_DIRECTIONS_
Please show every line in the entries below that includes the word "before".
═════ WORKING DATA
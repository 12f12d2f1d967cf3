//! Liveness slots on a shared block device.
//!
//! The disk heartbeat is a second liveness channel, independent of the
//! network: every member refreshes a timestamp in its own slot and the
//! active leader reads all slots during failure detection.
//!
//! ## Device layout
//!
//! All records are one block (`BS` = 4096 bytes) long.
//!
//! ```text
//! block 0        magic "CXMHBv1-4096-16", zero padded
//! block 1        number of used slots, right-justified ASCII decimal ("000..03")
//! block 2 + 2i   slot i name, zero padded (all zeros when free)
//! block 3 + 2i   slot i timestamp, right-justified ASCII decimal
//! ```
//!
//! with `i` in `0..MAX_SLOTS`. The device must be at least
//! `(MAX_SLOTS + 1) * 2 * BS` bytes long.
//!
//! Every operation opens the device, checks the magic, uses positional
//! reads/writes and `fsync`s before closing, so the store stays a reliable
//! witness even if the process dies right after a write.

use std::collections::BTreeMap;
use std::fs::{File, OpenOptions};
use std::os::unix::fs::FileExt;
use std::path::{Path, PathBuf};
use std::sync::Mutex;

use cxm_proto::error::{CxmError, CxmResult};
use tracing::{debug, error, info};

/// Block size.
pub const BS: usize = 4096;

/// Maximum number of slots on a device.
pub const MAX_SLOTS: usize = 16;

/// Versioned magic string of block 0.
pub const MAGIC: &str = "CXMHBv1-4096-16";

/// Minimum device size.
pub const DEVICE_SIZE: u64 = ((MAX_SLOTS + 1) * 2 * BS) as u64;

/// Offset of the slot count block.
const NR_NODE_OFFSET: u64 = BS as u64;

/// Offset of the first slot.
const TABLE_OFFSET: u64 = 2 * BS as u64;

fn name_offset(slot: usize) -> u64 {
    TABLE_OFFSET + (slot * 2 * BS) as u64
}

fn timestamp_offset(slot: usize) -> u64 {
    name_offset(slot) + BS as u64
}

/// Encode an integer as a right-justified, zero-filled decimal block.
fn encode_number(value: i64) -> Vec<u8> {
    format!("{:0width$}", value, width = BS).into_bytes()
}

/// Decode a decimal block, ignoring the zero-byte padding.
fn decode_number(block: &[u8]) -> CxmResult<i64> {
    let text = std::str::from_utf8(trim_nul(block))
        .map_err(|_| CxmError::Inconsistent("non ascii number block".into()))?;
    if text.is_empty() {
        return Ok(0);
    }
    text.parse::<i64>()
        .map_err(|e| CxmError::Inconsistent(format!("bad number block: {}", e)))
}

fn trim_nul(block: &[u8]) -> &[u8] {
    let start = block.iter().position(|&b| b != 0).unwrap_or(block.len());
    let end = block.iter().rposition(|&b| b != 0).map_or(start, |p| p + 1);
    &block[start..end]
}

fn encode_name(name: &str) -> Vec<u8> {
    let mut block = vec![0u8; BS];
    block[..name.len()].copy_from_slice(name.as_bytes());
    block
}

/// Handle on a formatted heartbeat device.
pub struct DiskHeartbeat {
    path: PathBuf,
    /// Serializes read-modify-write sequences issued from this process.
    lock: Mutex<()>,
}

impl DiskHeartbeat {
    /// Open a heartbeat device, checking its magic string.
    pub fn open(path: impl AsRef<Path>) -> CxmResult<Self> {
        let hb = Self {
            path: path.as_ref().to_path_buf(),
            lock: Mutex::new(()),
        };
        let file = hb.open_checked()?;
        file.sync_all()?;
        Ok(hb)
    }

    pub fn path(&self) -> &Path {
        &self.path
    }

    /// Erase the device and write a fresh header with zero slots used.
    ///
    /// This is destructive: every slot of every node is lost.
    pub fn format(path: impl AsRef<Path>) -> CxmResult<()> {
        let path = path.as_ref();
        let file = OpenOptions::new()
            .write(true)
            .create(true)
            .open(path)
            .map_err(|e| {
                error!("diskheartbeat: cannot open {} for format: {}", path.display(), e);
                CxmError::from(e)
            })?;

        let zero = vec![0u8; BS];
        let zero_ts = encode_number(0);
        file.write_all_at(&zero, 0)?;
        file.write_all_at(&encode_number(0), NR_NODE_OFFSET)?;
        for slot in 0..MAX_SLOTS {
            file.write_all_at(&zero, name_offset(slot))?;
            file.write_all_at(&zero_ts, timestamp_offset(slot))?;
        }
        file.write_all_at(&encode_name(MAGIC), 0)?;
        file.sync_all()?;

        info!("diskheartbeat: formatted {}", path.display());
        Ok(())
    }

    /// Pre-flight check before bootstrapping a new cluster: true when the
    /// device is a valid heartbeat disk with at least one slot in use.
    pub fn is_in_use(path: impl AsRef<Path>) -> bool {
        match Self::open(path).and_then(|hb| hb.nr_nodes()) {
            Ok(nr) => nr != 0,
            Err(_) => false,
        }
    }

    /// Number of used slots, from the header.
    pub fn nr_nodes(&self) -> CxmResult<usize> {
        let _guard = self.guard();
        let file = self.open_checked()?;
        let nr = self.read_nr_nodes(&file)?;
        Ok(nr)
    }

    /// Reserve a slot for `name`.
    pub fn make_slot(&self, name: &str) -> CxmResult<()> {
        if name.is_empty() {
            return Err(CxmError::InvalidParms("empty slot name".into()));
        }
        if name.len() >= BS {
            return Err(CxmError::NameTooLong(name.to_string()));
        }

        let _guard = self.guard();
        let file = self.open_checked()?;

        if self.find_slot(&file, name)?.is_some() {
            return Err(CxmError::SlotExists(name.to_string()));
        }

        let nr = self.read_nr_nodes(&file)?;
        if nr >= MAX_SLOTS {
            return Err(CxmError::SlotsExhausted);
        }

        let mut free = None;
        for slot in 0..MAX_SLOTS {
            if self.read_block(&file, name_offset(slot))?.iter().all(|&b| b == 0) {
                free = Some(slot);
                break;
            }
        }
        let slot = free.ok_or(CxmError::SlotsExhausted)?;

        file.write_all_at(&encode_number(nr as i64 + 1), NR_NODE_OFFSET)?;
        file.write_all_at(&encode_name(name), name_offset(slot))?;
        file.sync_all()?;

        debug!("diskheartbeat: slot {} reserved for {}", slot, name);
        Ok(())
    }

    /// Release the slot of `name`.
    pub fn erase_slot(&self, name: &str) -> CxmResult<()> {
        let _guard = self.guard();
        let file = self.open_checked()?;

        let slot = self
            .find_slot(&file, name)?
            .ok_or_else(|| CxmError::SlotNotFound(name.to_string()))?;

        file.write_all_at(&vec![0u8; BS], name_offset(slot))?;
        file.write_all_at(&encode_number(0), timestamp_offset(slot))?;

        let nr = self.read_nr_nodes(&file)?;
        file.write_all_at(&encode_number(nr.saturating_sub(1) as i64), NR_NODE_OFFSET)?;
        file.sync_all()?;

        debug!("diskheartbeat: slot {} of {} erased", slot, name);
        Ok(())
    }

    /// Store `timestamp` in the slot of `name`.
    pub fn write_timestamp(&self, name: &str, timestamp: i64) -> CxmResult<()> {
        let _guard = self.guard();
        let file = self.open_checked()?;

        let slot = self
            .find_slot(&file, name)?
            .ok_or_else(|| CxmError::SlotNotFound(name.to_string()))?;

        file.write_all_at(&encode_number(timestamp), timestamp_offset(slot))?;
        file.sync_all()?;
        Ok(())
    }

    /// Read the timestamp in the slot of `name`. A fresh slot reads 0.
    pub fn read_timestamp(&self, name: &str) -> CxmResult<i64> {
        let _guard = self.guard();
        let file = self.open_checked()?;

        let slot = self
            .find_slot(&file, name)?
            .ok_or_else(|| CxmError::SlotNotFound(name.to_string()))?;

        decode_number(&self.read_block(&file, timestamp_offset(slot))?)
    }

    /// Read the timestamps of every used slot, keyed by slot name.
    pub fn read_all_timestamps(&self) -> CxmResult<BTreeMap<String, i64>> {
        let _guard = self.guard();
        let file = self.open_checked()?;

        let mut all = BTreeMap::new();
        for slot in 0..MAX_SLOTS {
            let block = self.read_block(&file, name_offset(slot))?;
            let name = trim_nul(&block);
            if name.is_empty() {
                continue;
            }
            let name = String::from_utf8_lossy(name).into_owned();
            let ts = decode_number(&self.read_block(&file, timestamp_offset(slot))?)?;
            all.insert(name, ts);
        }
        Ok(all)
    }

    // -------------------------------------------------------------------
    // Helpers
    // -------------------------------------------------------------------

    fn guard(&self) -> std::sync::MutexGuard<'_, ()> {
        // A poisoned lock only means another operation panicked; the device
        // itself is re-validated on every open.
        self.lock.lock().unwrap_or_else(|p| p.into_inner())
    }

    fn open_checked(&self) -> CxmResult<File> {
        let file = OpenOptions::new()
            .read(true)
            .write(true)
            .open(&self.path)
            .map_err(|e| {
                error!("diskheartbeat: cannot open {}: {}", self.path.display(), e);
                CxmError::from(e)
            })?;

        let header = self.read_block(&file, 0).map_err(|_| self.not_a_disk())?;
        if trim_nul(&header) != MAGIC.as_bytes() {
            return Err(self.not_a_disk());
        }
        Ok(file)
    }

    fn not_a_disk(&self) -> CxmError {
        CxmError::NotAHeartbeatDisk(self.path.display().to_string())
    }

    fn read_block(&self, file: &File, offset: u64) -> CxmResult<Vec<u8>> {
        let mut block = vec![0u8; BS];
        file.read_exact_at(&mut block, offset)?;
        Ok(block)
    }

    fn read_nr_nodes(&self, file: &File) -> CxmResult<usize> {
        let nr = decode_number(&self.read_block(file, NR_NODE_OFFSET)?)?;
        Ok(nr.max(0) as usize)
    }

    fn find_slot(&self, file: &File, name: &str) -> CxmResult<Option<usize>> {
        for slot in 0..MAX_SLOTS {
            let block = self.read_block(file, name_offset(slot))?;
            if trim_nul(&block) == name.as_bytes() {
                return Ok(Some(slot));
            }
        }
        Ok(None)
    }
}

#[cfg(test)]
mod tests {
    use super::*;

    fn formatted() -> (tempfile::TempDir, PathBuf) {
        let dir = tempfile::tempdir().unwrap();
        let path = dir.path().join("hbdisk");
        DiskHeartbeat::format(&path).unwrap();
        (dir, path)
    }

    #[test]
    fn test_format_layout() {
        let (_dir, path) = formatted();
        let data = std::fs::read(&path).unwrap();
        assert_eq!(data.len() as u64, DEVICE_SIZE);
        assert_eq!(&data[..MAGIC.len()], MAGIC.as_bytes());
        assert!(data[MAGIC.len()..BS].iter().all(|&b| b == 0));
        assert!(data[BS..2 * BS].iter().all(|&b| b == b'0'));
        // First slot: empty name, "0" timestamp
        assert!(data[2 * BS..3 * BS].iter().all(|&b| b == 0));
        assert!(data[3 * BS..4 * BS].iter().all(|&b| b == b'0'));
    }

    #[test]
    fn test_open_rejects_foreign_device() {
        let dir = tempfile::tempdir().unwrap();
        let path = dir.path().join("garbage");
        std::fs::write(&path, vec![b'x'; DEVICE_SIZE as usize]).unwrap();
        assert!(matches!(
            DiskHeartbeat::open(&path),
            Err(CxmError::NotAHeartbeatDisk(_))
        ));
        assert!(!DiskHeartbeat::is_in_use(&path));
        assert!(DiskHeartbeat::open(dir.path().join("missing")).is_err());
    }

    #[test]
    fn test_fresh_slot_reads_zero_then_written_value() {
        let (_dir, path) = formatted();
        let hb = DiskHeartbeat::open(&path).unwrap();
        hb.make_slot("node1").unwrap();
        assert_eq!(hb.read_timestamp("node1").unwrap(), 0);

        hb.write_timestamp("node1", 1325845000).unwrap();
        assert_eq!(hb.read_timestamp("node1").unwrap(), 1325845000);
    }

    #[test]
    fn test_duplicate_slot_refused_until_erased() {
        let (_dir, path) = formatted();
        let hb = DiskHeartbeat::open(&path).unwrap();
        hb.make_slot("node1").unwrap();
        assert_eq!(
            hb.make_slot("node1"),
            Err(CxmError::SlotExists("node1".into()))
        );
        hb.erase_slot("node1").unwrap();
        hb.make_slot("node1").unwrap();
        assert_eq!(hb.nr_nodes().unwrap(), 1);
    }

    #[test]
    fn test_seventeenth_slot_refused() {
        let (_dir, path) = formatted();
        let hb = DiskHeartbeat::open(&path).unwrap();
        for i in 0..MAX_SLOTS {
            hb.make_slot(&format!("node{:02}", i)).unwrap();
        }
        assert_eq!(hb.nr_nodes().unwrap(), MAX_SLOTS);
        assert_eq!(hb.make_slot("node16"), Err(CxmError::SlotsExhausted));
    }

    #[test]
    fn test_erase_frees_slot_for_reuse() {
        let (_dir, path) = formatted();
        let hb = DiskHeartbeat::open(&path).unwrap();
        hb.make_slot("node1").unwrap();
        hb.make_slot("node2").unwrap();
        hb.write_timestamp("node1", 42).unwrap();
        hb.erase_slot("node1").unwrap();

        assert_eq!(hb.nr_nodes().unwrap(), 1);
        assert_eq!(
            hb.read_timestamp("node1"),
            Err(CxmError::SlotNotFound("node1".into()))
        );

        // The freed first slot is reused, with a zeroed timestamp.
        hb.make_slot("node3").unwrap();
        assert_eq!(hb.read_timestamp("node3").unwrap(), 0);
        let data = std::fs::read(&path).unwrap();
        assert_eq!(&data[2 * BS..2 * BS + 5], b"node3");
    }

    #[test]
    fn test_read_all_timestamps() {
        let (_dir, path) = formatted();
        let hb = DiskHeartbeat::open(&path).unwrap();
        hb.make_slot("node1").unwrap();
        hb.make_slot("node2").unwrap();
        hb.write_timestamp("node2", 1000).unwrap();

        let all = hb.read_all_timestamps().unwrap();
        assert_eq!(all.len(), 2);
        assert_eq!(all["node1"], 0);
        assert_eq!(all["node2"], 1000);
    }

    #[test]
    fn test_is_in_use() {
        let (_dir, path) = formatted();
        assert!(!DiskHeartbeat::is_in_use(&path));
        DiskHeartbeat::open(&path).unwrap().make_slot("node1").unwrap();
        assert!(DiskHeartbeat::is_in_use(&path));
    }

    #[test]
    fn test_slot_name_validation() {
        let (_dir, path) = formatted();
        let hb = DiskHeartbeat::open(&path).unwrap();
        let long = "x".repeat(BS);
        assert_eq!(hb.make_slot(&long), Err(CxmError::NameTooLong(long.clone())));
        assert!(matches!(hb.make_slot(""), Err(CxmError::InvalidParms(_))));
        assert_eq!(
            hb.write_timestamp("ghost", 1),
            Err(CxmError::SlotNotFound("ghost".into()))
        );
        assert_eq!(
            hb.erase_slot("ghost"),
            Err(CxmError::SlotNotFound("ghost".into()))
        );
    }

    #[test]
    fn test_number_codec() {
        let block = encode_number(3);
        assert_eq!(block.len(), BS);
        assert_eq!(&block[BS - 2..], b"03");
        assert_eq!(decode_number(&block).unwrap(), 3);
        assert_eq!(decode_number(&[0u8; BS]).unwrap(), 0);
    }
}
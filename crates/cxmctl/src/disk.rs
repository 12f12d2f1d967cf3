//! Offline maintenance of the heartbeat device.

use std::path::Path;

use cxm_core::diskheartbeat::DiskHeartbeat;
use cxm_proto::error::{CxmError, CxmResult};

/// Write a fresh header on the device, erasing every slot.
///
/// A device with slots in use probably belongs to a running cluster and is
/// only formatted with `force`.
pub fn format(device: &Path, force: bool) -> CxmResult<()> {
    if DiskHeartbeat::is_in_use(device) {
        if !force {
            return Err(CxmError::InvalidParms(format!(
                "{} has slots in use, a cluster may be running; use --force",
                device.display()
            )));
        }
        eprintln!("Warning: formatting {} while slots are in use", device.display());
    }
    DiskHeartbeat::format(device)?;
    println!("{} formatted", device.display());
    Ok(())
}

#[cfg(test)]
mod tests {
    use super::*;

    #[test]
    fn test_format_refuses_used_device() {
        let dir = tempfile::tempdir().unwrap();
        let path = dir.path().join("hbdisk");

        format(&path, false).unwrap();
        DiskHeartbeat::open(&path).unwrap().make_slot("n1").unwrap();

        assert!(matches!(format(&path, false), Err(CxmError::InvalidParms(_))));
        assert_eq!(DiskHeartbeat::open(&path).unwrap().nr_nodes().unwrap(), 1);

        format(&path, true).unwrap();
        assert_eq!(DiskHeartbeat::open(&path).unwrap().nr_nodes().unwrap(), 0);
    }
}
══════════
_TASK OUTPUT_
//! reads/writes and `fsync`s before closing, so the store stays a reliable
    /// Pre-flight check before bootstrapping a new cluster: true when the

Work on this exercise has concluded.